When you are continuously exposed to life threatening conditions as part of your daily work you cannot concern yourself with front office backstab routines.
If people who depend on each other for their very lives play “set up” games it breaks trust — the only true life support that exists for firefighters.
You may not personally like the guy backing you up and the feeling might be mutual, but you better be able to trust each other. Behavior of the kind claimed by the attorney is intolerable to all firefighters — who refuse to work with and will report anyone who exhibits a hint of such behavior during training or the real thing.
You must have faith in your crew. Allowing workplace political games to enter hazardous conditions is anathema to rules and to the culture of fire fighting. If they do start, they will be the end of the engine house. After all, someone who doesn’t want you around may decide to play “set up.”
John Lewis
Baltimore
Cigarettes more dangerous than smokeless tobacco
Your article about the risks of smokeless tobacco is misleading and does a disservice to smokers who might read it. (“Tobacco study finds chewing more harmful than smoking,” Aug. 28) The cancer rate among smokeless users is a small fraction of that of smokers. This is true even for cancers of the oral cavity, larynx and tongue. Cigarettes are far more hazardous than is smokeless tobacco.
Given the fact that quitting cigarettes is so difficult — less than 20 percent successfully stay off smoking for one year after quitting, despite all the available gums and patches — using smokeless tobacco as a cessation aid may be an effective option for some. In Sweden, a high percentage of smokers have quit by switching to smokeless tobacco, called “snus” there. Reading the misleading headline — not even the study authors would state that their results show that smokeless is “more harmful” than smoking — some addicted smokers may be fearful of trying to quit by using smokeless, and subsequently go on to develop a lethal smoking-related illness.
Dr. Gilbert Ross
Medical and Executive Director
The American Council on Science and Health
Camden Yards’ workers deserve a ‘living wage’
In regards to Dan Gainor’s Aug. 21 column, “Poorly Called Strike at Camden Yards,”: As the Aug. 31 deadline for stadium workers’ demands for a living wage draws near, I feel compelled to write. Since the state, and the county in which I reside, requires a living wage for government contracts, why is the Maryland Stadium Authority exempt?
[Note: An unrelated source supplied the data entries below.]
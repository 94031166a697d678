//! Export/import round trips over randomly edited graphs.

use proptest::prelude::*;

use approval_core::{ApprovalGraph, Edge, LayoutConfig, NodeId};
use approval_storage::{export, from_json, import, to_json, Document, DocumentStore, InMemoryStore};

#[derive(Debug, Clone)]
enum Edit {
    Serial(usize, bool),
    Parallel(usize),
    DeleteNode(usize),
    DeleteEdge(usize),
}

fn edit_strategy() -> impl Strategy<Value = Edit> {
    prop_oneof![
        3 => (any::<usize>(), any::<bool>()).prop_map(|(p, b)| Edit::Serial(p, b)),
        2 => any::<usize>().prop_map(Edit::Parallel),
        2 => any::<usize>().prop_map(Edit::DeleteNode),
        1 => any::<usize>().prop_map(Edit::DeleteEdge),
    ]
}

fn apply(graph: &mut ApprovalGraph, edit: &Edit) {
    let ids: Vec<NodeId> = graph.nodes().map(|n| n.id.clone()).collect();
    let pick = |p: usize| ids[p % ids.len()].clone();
    match edit {
        Edit::Serial(p, before_end) => {
            let _ = graph.insert_serial(&pick(*p), *before_end);
        }
        Edit::Parallel(p) => {
            let _ = graph.insert_parallel(&pick(*p));
        }
        Edit::DeleteNode(p) => {
            let _ = graph.delete_node(&pick(*p));
        }
        Edit::DeleteEdge(p) => {
            if !graph.edges().is_empty() {
                let edge = graph.edges()[p % graph.edges().len()].clone();
                graph.delete_edge(&edge);
            }
        }
    }
}

fn edited(edits: &[Edit]) -> ApprovalGraph {
    let mut graph = ApprovalGraph::new(LayoutConfig::default());
    for edit in edits {
        apply(&mut graph, edit);
    }
    graph
}

fn sorted_edges(graph: &ApprovalGraph) -> Vec<Edge> {
    let mut edges = graph.edges().to_vec();
    edges.sort_by_key(|e| (e.source.clone(), e.target.clone()));
    edges
}

proptest! {
    #[test]
    fn round_trip_preserves_ids_and_edges(edits in prop::collection::vec(edit_strategy(), 0..30)) {
        let graph = edited(&edits);
        let json = to_json(&graph).unwrap();
        let back = from_json(&json, LayoutConfig::default()).unwrap();

        let ids: Vec<&NodeId> = graph.nodes().map(|n| &n.id).collect();
        let back_ids: Vec<&NodeId> = back.nodes().map(|n| &n.id).collect();
        prop_assert_eq!(ids, back_ids);
        prop_assert_eq!(sorted_edges(&graph), sorted_edges(&back));
        prop_assert_eq!(graph.canvas(), back.canvas());
        prop_assert_eq!(graph.next_id(), back.next_id());
        prop_assert_eq!(export(&back), export(&graph));
    }

    #[test]
    fn dependency_lists_alone_rebuild_the_edge_set(edits in prop::collection::vec(edit_strategy(), 0..30)) {
        let graph = edited(&edits);
        let mut document = export(&graph);
        document.edges = None;

        let back = import(document, LayoutConfig::default()).unwrap();
        prop_assert_eq!(sorted_edges(&graph), sorted_edges(&back));
    }

    #[test]
    fn imported_graph_keeps_issuing_fresh_ids(edits in prop::collection::vec(edit_strategy(), 0..20)) {
        let graph = edited(&edits);
        let json = to_json(&graph).unwrap();
        let mut back = from_json(&json, LayoutConfig::default()).unwrap();
        if let Ok(node) = back.insert_serial(&NodeId::start(), false) {
            prop_assert!(graph.node(node.id.as_str()).is_none());
        }
    }
}

#[test]
fn seeded_document_snapshot() {
    let graph = ApprovalGraph::seeded(LayoutConfig::default(), "supervisor");
    insta::assert_snapshot!(to_json(&graph).unwrap(), @r#"{"nodes":[{"id":"startNode","title":"start","x":100.0,"y":100.0,"dep":[]},{"id":"endNode","title":"end","x":790.0,"y":100.0,"dep":["node1"]},{"id":"node1","title":"supervisor","x":445.0,"y":100.0,"dep":["startNode"]}],"edges":[{"source":"startNode","target":"node1"},{"source":"node1","target":"endNode"}],"svgWidth":900.0,"svgHeight":400.0,"nextId":2}"#);
}

#[test]
fn legacy_document_with_embedded_endpoints_and_no_counter() {
    let text = r#"{
        "nodes": [
            {"id": "startNode", "title": "start", "x": 100, "y": 100, "dep": []},
            {"id": "node2", "title": "manager", "x": 445, "y": 100, "dep": ["startNode"]},
            {"id": "node3", "title": "hr", "x": 445, "y": 250, "dep": ["startNode"]},
            {"id": "endNode", "title": "end", "x": 790, "y": 100, "dep": ["node2", "node3"]}
        ],
        "edges": [
            {"source": {"id": "startNode", "title": "start", "x": 100, "y": 100}, "target": {"id": "node2", "title": "manager", "x": 445, "y": 100}},
            {"source": {"id": "startNode", "title": "start", "x": 100, "y": 100}, "target": {"id": "node3", "title": "hr", "x": 445, "y": 250}},
            {"source": {"id": "node2", "title": "manager", "x": 445, "y": 100}, "target": {"id": "endNode", "title": "end", "x": 790, "y": 100}},
            {"source": {"id": "node3", "title": "hr", "x": 445, "y": 250}, "target": {"id": "endNode", "title": "end", "x": 790, "y": 100}}
        ],
        "svgWidth": 900,
        "svgHeight": 400
    }"#;
    let mut graph = from_json(text, LayoutConfig::default()).unwrap();
    assert_eq!(graph.edge_count(), 4);
    assert_eq!(graph.next_id(), 4);

    let node = graph.insert_parallel(&NodeId::numbered(3)).unwrap();
    assert_eq!(node.id, NodeId::numbered(4));
    assert!(approval_core::audit(&graph).is_empty());
}

#[test]
fn store_round_trip_through_document_type() {
    let mut store = InMemoryStore::new();
    let graph = ApprovalGraph::seeded(LayoutConfig::default(), "supervisor");
    store.save_graph("leave", &graph).unwrap();

    let document = Document::from_json(&store.load("leave").unwrap()).unwrap();
    assert_eq!(document, export(&graph));
}
use anyhow::Result;
use clap::{Arg, Command};
use county_panel::pipeline::{self, RunSummary};
use county_panel::report::{print_adoption, print_null_counts};
use county_panel::Config;
use std::path::Path;
use tracing_subscriber::{fmt, EnvFilter};

fn main() -> Result<()> {
    let env = EnvFilter::try_from_default_env().unwrap_or_else(|_| EnvFilter::new("info"));
    fmt().with_env_filter(env).with_target(false).init();

    let matches = Command::new("county-panel")
        .version("0.1")
        .about("Builds a two-period pre/post county panel with imputed covariates")
        .arg(
            Arg::new("config")
                .short('c')
                .long("config")
                .value_name("FILE")
                .help("Configuration file path")
                .default_value("config.toml"),
        )
        .get_matches();

    let config_file = matches
        .get_one::<String>("config")
        .map(String::as_str)
        .unwrap_or("config.toml");

    // Load or create configuration
    let config = if Path::new(config_file).exists() {
        println!("📋 Loading configuration from: {}", config_file);
        Config::load_from_file(config_file)?
    } else {
        println!("📝 Creating default configuration file: {}", config_file);
        Config::default().save_to_file(config_file)?;
        println!(
            "⚠️  Please check the input paths and column lists in {}, then run the program again.",
            config_file
        );
        return Ok(());
    };

    println!("📂 Panel data: {}", config.panel_file);
    println!("📂 Covariate data: {}", config.covariate_file);
    println!("📊 Aggregated columns: {}", config.aggregate_columns.join(", "));
    println!("🎯 Required outcomes: {}", config.outcome_columns.join(", "));

    let summary = pipeline::run(&config)?;
    print_summary(&config, &summary);
    Ok(())
}

fn print_summary(config: &Config, summary: &RunSummary) {
    print_adoption(&summary.adoption);
    print_null_counts(&summary.null_counts);

    println!("\n📊 SUMMARY");
    println!("==========\n");
    println!("🚫 Units excluded (unexposed in the tail window): {}", summary.excluded_units);
    println!("🧮 County-period rows in the panel: {}", summary.panel_rows);
    if summary.unmatched_rows > 0 {
        println!("❓ Panel rows without a covariate record: {}", summary.unmatched_rows);
    }
    if summary.treated_change_sum == 0.0 {
        println!("✅ Treated indicator check: 0");
    } else {
        println!(
            "⚠️  Treated indicator check: {} (expected 0)",
            summary.treated_change_sum
        );
    }
    println!("🧹 Clean rows: {}", summary.clean_rows);
    println!("🧼 Ultra-clean rows: {}", summary.ultra_clean_rows);

    println!("\n🔤 Covariate formula:");
    println!("{}", summary.formula);

    println!("\n✅ Processing complete!");
    println!("📂 Results: {}", summary.output_dir.display());
    println!("   - {}", config.outputs.panel);
    println!("   - {}", config.outputs.panel_nulls);
    println!("   - {}", config.outputs.clean);
    println!("   - {} (not used downstream)", config.outputs.ultra_clean);
    println!("   - {}", config.outputs.adoption);
    println!("   - {}", config.outputs.formula);
}
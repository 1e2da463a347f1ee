pub mod loader;
pub mod models;
pub mod panel;
pub mod pipeline;
pub mod report;

pub use models::{Config, PeriodPolicy};
pub use panel::PanelBuilder;
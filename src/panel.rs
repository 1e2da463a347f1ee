use crate::models::{
    aggregated_name, AdoptionYear, AnalysisRow, Config, CovariateRecord, Observation, PanelRow,
    Period, PeriodPolicy, META_COLUMNS,
};
use anyhow::{bail, Result};
use std::collections::{BTreeMap, HashMap, HashSet};
use tracing::{info, warn};

/// Result of reshaping the county-year observations into the two-period panel.
#[derive(Debug, Clone)]
pub struct PanelBuild {
    pub panel: Vec<PanelRow>,
    pub adoption: Vec<AdoptionYear>,
    pub excluded_units: Vec<u32>,
}

/// Result of merging covariates onto the panel.
#[derive(Debug, Clone)]
pub struct AnalysisBuild {
    pub covariate_names: Vec<String>,
    pub clean: Vec<AnalysisRow>,
    pub ultra_clean: Vec<AnalysisRow>,
    pub unmatched_rows: usize,
    pub treated_change_sum: f64,
}

pub struct PanelBuilder<'a> {
    pub config: &'a Config,
    pub policy: PeriodPolicy,
}

impl<'a> PanelBuilder<'a> {
    pub fn new(config: &'a Config) -> Self {
        Self {
            config,
            policy: PeriodPolicy::default(),
        }
    }

    /// Label, restrict and average the observations into one row per county and period.
    pub fn build_panel(&self, observations: Vec<Observation>) -> PanelBuild {
        let total = observations.len();

        // Step 1: Derive the treatment flag from the calendar year
        let labelled = label_treatment(observations);

        // Step 2: Keep the analysis window only
        let in_sample = restrict_to_sample(labelled, &self.policy);
        info!("{} of {} observations inside the sample window", in_sample.len(), total);

        // Step 3: Drop units that were still unexposed in the tail window
        let (kept, excluded_units) = exclude_late_units(in_sample, &self.policy);
        info!(
            "excluded {} units unexposed in {}-{}, {} observations remain",
            excluded_units.len(),
            self.policy.exclusion_first,
            self.policy.exclusion_last,
            kept.len()
        );

        // Step 4: Status changes and the adoption diagnostic
        let changed = mark_status_changes(kept);
        let adoption = adoption_by_year(&changed);

        // Step 5: Pre/post labels, then average within county x period
        let labelled = assign_periods(changed, &self.policy);
        let panel = aggregate_panel(&labelled);
        info!("aggregated panel has {} county-period rows", panel.len());

        PanelBuild {
            panel,
            adoption,
            excluded_units,
        }
    }

    /// Merge covariates, impute, back-fill `treated`, rename and filter.
    pub fn build_analysis(
        &self,
        panel: &[PanelRow],
        covariates: &[CovariateRecord],
    ) -> Result<AnalysisBuild> {
        let covariate_names = renamed_covariates(&self.config.covariate_columns, &self.panel_columns())?;

        let (merged, unmatched_rows) = merge_covariates(panel, covariates, self.config.covariate_columns.len());
        if unmatched_rows > 0 {
            warn!("{} panel rows have no covariate record", unmatched_rows);
        }

        let imputed = impute_state_means(merged);
        let analysis = backfill_treated(imputed);

        let treated_change_sum = treated_change_sum(&analysis);
        if treated_change_sum != 0.0 {
            if self.config.strict_sanity_check {
                bail!(
                    "treated indicator changes within units (sum of first differences = {})",
                    treated_change_sum
                );
            }
            warn!(
                "treated indicator changes within units (sum of first differences = {})",
                treated_change_sum
            );
        } else {
            info!("treated indicator is constant within every unit");
        }

        let outcomes = self.outcome_positions();
        let clean = require_outcomes(analysis, &outcomes);
        let ultra_clean = require_complete_covariates(&clean);
        info!(
            "{} rows with complete outcomes, {} also with complete covariates",
            clean.len(),
            ultra_clean.len()
        );

        Ok(AnalysisBuild {
            covariate_names,
            clean,
            ultra_clean,
            unmatched_rows,
            treated_change_sum,
        })
    }

    /// Column names of the aggregated panel, in output order.
    pub fn panel_columns(&self) -> Vec<String> {
        META_COLUMNS
            .iter()
            .map(|c| c.to_string())
            .chain(self.config.aggregate_columns.iter().map(|c| aggregated_name(c)))
            .collect()
    }

    fn outcome_positions(&self) -> Vec<usize> {
        self.config
            .outcome_columns
            .iter()
            .filter_map(|o| self.config.aggregate_columns.iter().position(|c| c == o))
            .collect()
    }
}

/// `treatment = 1` once the calendar year reaches the treatment-start year.
pub fn label_treatment(observations: Vec<Observation>) -> Vec<Observation> {
    observations
        .into_iter()
        .map(|mut obs| {
            obs.treatment = match obs.chc_year_exp {
                Some(start) if obs.cyear as f64 >= start => 1,
                _ => 0,
            };
            obs
        })
        .collect()
}

pub fn restrict_to_sample(observations: Vec<Observation>, policy: &PeriodPolicy) -> Vec<Observation> {
    observations
        .into_iter()
        .filter(|obs| policy.in_sample(obs.cyear))
        .collect()
}

/// Remove every observation of units seen with `exp2 == 0` inside the
/// exclusion window. Returns the kept observations and the sorted excluded fips.
pub fn exclude_late_units(
    observations: Vec<Observation>,
    policy: &PeriodPolicy,
) -> (Vec<Observation>, Vec<u32>) {
    let excluded: HashSet<u32> = observations
        .iter()
        .filter(|obs| obs.exp2 == Some(0.0) && policy.in_exclusion_window(obs.cyear))
        .map(|obs| obs.fips)
        .collect();

    let kept = observations
        .into_iter()
        .filter(|obs| !excluded.contains(&obs.fips))
        .collect();

    let mut excluded: Vec<u32> = excluded.into_iter().collect();
    excluded.sort_unstable();
    (kept, excluded)
}

/// First difference of `treatment` within each unit ordered by year.
/// The first observation of a unit gets 0. Input order is preserved.
pub fn mark_status_changes(mut observations: Vec<Observation>) -> Vec<Observation> {
    let mut order: Vec<usize> = (0..observations.len()).collect();
    order.sort_by_key(|&i| (observations[i].fips, observations[i].cyear));

    let mut previous: Option<(u32, u8)> = None;
    for i in order {
        let obs = &mut observations[i];
        obs.change = match previous {
            Some((fips, treatment)) if fips == obs.fips => obs.treatment as f64 - treatment as f64,
            _ => 0.0,
        };
        previous = Some((obs.fips, obs.treatment));
    }
    observations
}

/// Share of observations switching into treatment per calendar year, with
/// its running total.
pub fn adoption_by_year(observations: &[Observation]) -> Vec<AdoptionYear> {
    let mut by_year: BTreeMap<i32, (usize, f64)> = BTreeMap::new();
    for obs in observations {
        let entry = by_year.entry(obs.cyear).or_insert((0, 0.0));
        entry.0 += 1;
        entry.1 += obs.change;
    }

    let mut cumulative = 0.0;
    by_year
        .into_iter()
        .map(|(cyear, (units, switched))| {
            let fraction = switched / units as f64;
            cumulative += fraction;
            AdoptionYear {
                cyear,
                units,
                switched,
                fraction,
                cumulative,
            }
        })
        .collect()
}

pub fn assign_periods(observations: Vec<Observation>, policy: &PeriodPolicy) -> Vec<Observation> {
    observations
        .into_iter()
        .map(|mut obs| {
            obs.period = policy.classify(obs.cyear);
            obs
        })
        .collect()
}

/// Mean of the present values; `None` when every value is missing.
pub fn mean_skip_missing<I>(values: I) -> Option<f64>
where
    I: IntoIterator<Item = Option<f64>>,
{
    let (sum, count) = values
        .into_iter()
        .flatten()
        .fold((0.0, 0usize), |(sum, count), v| (sum + v, count + 1));
    if count == 0 {
        None
    } else {
        Some(sum / count as f64)
    }
}

/// Average every declared column within (fips, period), drop the transition
/// window and keep one row per group. Identifier fields come from the first
/// observation of the group in input order. Rows are sorted by fips, period.
pub fn aggregate_panel(observations: &[Observation]) -> Vec<PanelRow> {
    let mut groups: HashMap<(u32, Period), Vec<&Observation>> = HashMap::new();
    let mut first_seen: Vec<(u32, Period)> = Vec::new();

    for obs in observations.iter().filter(|o| o.period != Period::Transition) {
        let key = (obs.fips, obs.period);
        groups
            .entry(key)
            .or_insert_with(|| {
                first_seen.push(key);
                Vec::new()
            })
            .push(obs);
    }

    let mut panel: Vec<PanelRow> = first_seen
        .into_iter()
        .map(|key| {
            let members = &groups[&key];
            let first = members[0];
            let aggregated = (0..first.values.len())
                .map(|col| mean_skip_missing(members.iter().map(|o| o.values[col])))
                .collect();
            PanelRow {
                fips: first.fips,
                stfips: first.stfips,
                cofips: first.cofips,
                year: first.year.clone(),
                cyear: first.cyear,
                treatment: first.treatment,
                change: first.change,
                period: first.period,
                aggregated,
            }
        })
        .collect();

    panel.sort_by_key(|row| (row.fips, row.period.code()));
    panel
}

/// Missing-value count per panel column, in panel column order.
pub fn null_counts(panel: &[PanelRow], columns: &[String]) -> Vec<(String, usize)> {
    columns
        .iter()
        .enumerate()
        .map(|(i, name)| {
            let missing = if i < META_COLUMNS.len() {
                // identifiers are validated on load, only `year` can be blank
                if name == "year" {
                    panel.iter().filter(|r| r.year.is_empty()).count()
                } else {
                    0
                }
            } else {
                let col = i - META_COLUMNS.len();
                panel.iter().filter(|r| r.aggregated[col].is_none()).count()
            };
            (name.clone(), missing)
        })
        .collect()
}

/// Left join on (stfips, cofips). Unmatched rows get all-missing covariates.
/// `treated` starts out equal to `treatment`.
pub fn merge_covariates(
    panel: &[PanelRow],
    covariates: &[CovariateRecord],
    covariate_count: usize,
) -> (Vec<AnalysisRow>, usize) {
    let lookup: HashMap<(u32, u32), &CovariateRecord> = covariates
        .iter()
        .map(|c| ((c.stfips, c.cofips), c))
        .collect();

    let mut unmatched = 0;
    let rows = panel
        .iter()
        .map(|row| {
            let covariates = match lookup.get(&(row.stfips, row.cofips)) {
                Some(record) => record.values.clone(),
                None => {
                    unmatched += 1;
                    vec![None; covariate_count]
                }
            };
            AnalysisRow {
                panel: row.clone(),
                covariates,
                treated: row.treatment,
            }
        })
        .collect();
    (rows, unmatched)
}

/// Fill missing covariates with the mean of that covariate over all rows of
/// the same state. A state with no values at all stays missing.
pub fn impute_state_means(mut rows: Vec<AnalysisRow>) -> Vec<AnalysisRow> {
    let width = rows.first().map_or(0, |r| r.covariates.len());

    let mut state_rows: HashMap<u32, Vec<usize>> = HashMap::new();
    for (i, row) in rows.iter().enumerate() {
        state_rows.entry(row.panel.stfips).or_default().push(i);
    }

    for members in state_rows.values() {
        for col in 0..width {
            let fill = mean_skip_missing(members.iter().map(|&i| rows[i].covariates[col]));
            if fill.is_none() {
                continue;
            }
            for &i in members {
                let value = &mut rows[i].covariates[col];
                if value.is_none() {
                    *value = fill;
                }
            }
        }
    }
    rows
}

/// Pre-period rows of units treated in any row are marked treated.
pub fn backfill_treated(mut rows: Vec<AnalysisRow>) -> Vec<AnalysisRow> {
    let ever_treated: HashSet<u32> = rows
        .iter()
        .filter(|r| r.panel.treatment == 1)
        .map(|r| r.panel.fips)
        .collect();

    for row in rows.iter_mut() {
        if row.panel.period == Period::Pre && ever_treated.contains(&row.panel.fips) {
            row.treated = 1;
        }
    }
    rows
}

/// Sum over units of the first difference of `treated` ordered by period.
pub fn treated_change_sum(rows: &[AnalysisRow]) -> f64 {
    let mut by_unit: BTreeMap<u32, Vec<(i32, u8)>> = BTreeMap::new();
    for row in rows {
        by_unit
            .entry(row.panel.fips)
            .or_default()
            .push((row.panel.period.code(), row.treated));
    }

    by_unit
        .into_values()
        .map(|mut periods| {
            periods.sort_by_key(|&(period, _)| period);
            periods
                .windows(2)
                .map(|w| w[1].1 as f64 - w[0].1 as f64)
                .sum::<f64>()
        })
        .sum()
}

/// Drop a single leading underscore.
pub fn strip_leading_underscore(name: &str) -> &str {
    name.strip_prefix('_').unwrap_or(name)
}

/// Output names of the covariates. Fails if a renamed covariate would clash
/// with a panel column or another covariate.
pub fn renamed_covariates(covariates: &[String], panel_columns: &[String]) -> Result<Vec<String>> {
    let mut taken: HashMap<String, String> = panel_columns
        .iter()
        .map(|c| (c.clone(), c.clone()))
        .collect();
    taken.insert("treated".to_string(), "treated".to_string());

    let mut renamed = Vec::with_capacity(covariates.len());
    for original in covariates {
        let name = strip_leading_underscore(original).to_string();
        if let Some(other) = taken.get(&name) {
            bail!("covariate `{}` renamed to `{}` clashes with `{}`", original, name, other);
        }
        taken.insert(name.clone(), original.clone());
        renamed.push(name);
    }
    Ok(renamed)
}

/// Keep rows whose aggregated outcomes at `outcome_positions` are all present.
pub fn require_outcomes(rows: Vec<AnalysisRow>, outcome_positions: &[usize]) -> Vec<AnalysisRow> {
    rows.into_iter()
        .filter(|row| {
            outcome_positions
                .iter()
                .all(|&i| row.panel.aggregated[i].is_some())
        })
        .collect()
}

pub fn require_complete_covariates(rows: &[AnalysisRow]) -> Vec<AnalysisRow> {
    rows.iter()
        .filter(|row| row.covariates.iter().all(Option::is_some))
        .cloned()
        .collect()
}

/// Covariate names joined for a `y ~ x1 + x2` style formula.
pub fn covariate_formula(names: &[String]) -> String {
    names.join(" + ")
}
Because the Stadium Authority receives its funds from the Maryland Lottery, which is essentially a tax on the mathematically challenged, it has the funds to pay a living wage and comply with the spirit of the O’Malley administration.
Philip M. Wright
Elkridge
What benefits does the church enjoy?
In regards to Walter E. Williams’s column, “The Pope sanctions OECD thugs,” (Aug. 30): Does the church have a program for buying private business and hiring the owner to run it for them, earning a comfortable sum for their services made possible by the tax exempt status of the church? If this is so, isn’t the church aiding tax evasion? I’d like to hear Mr. Williams comment on this.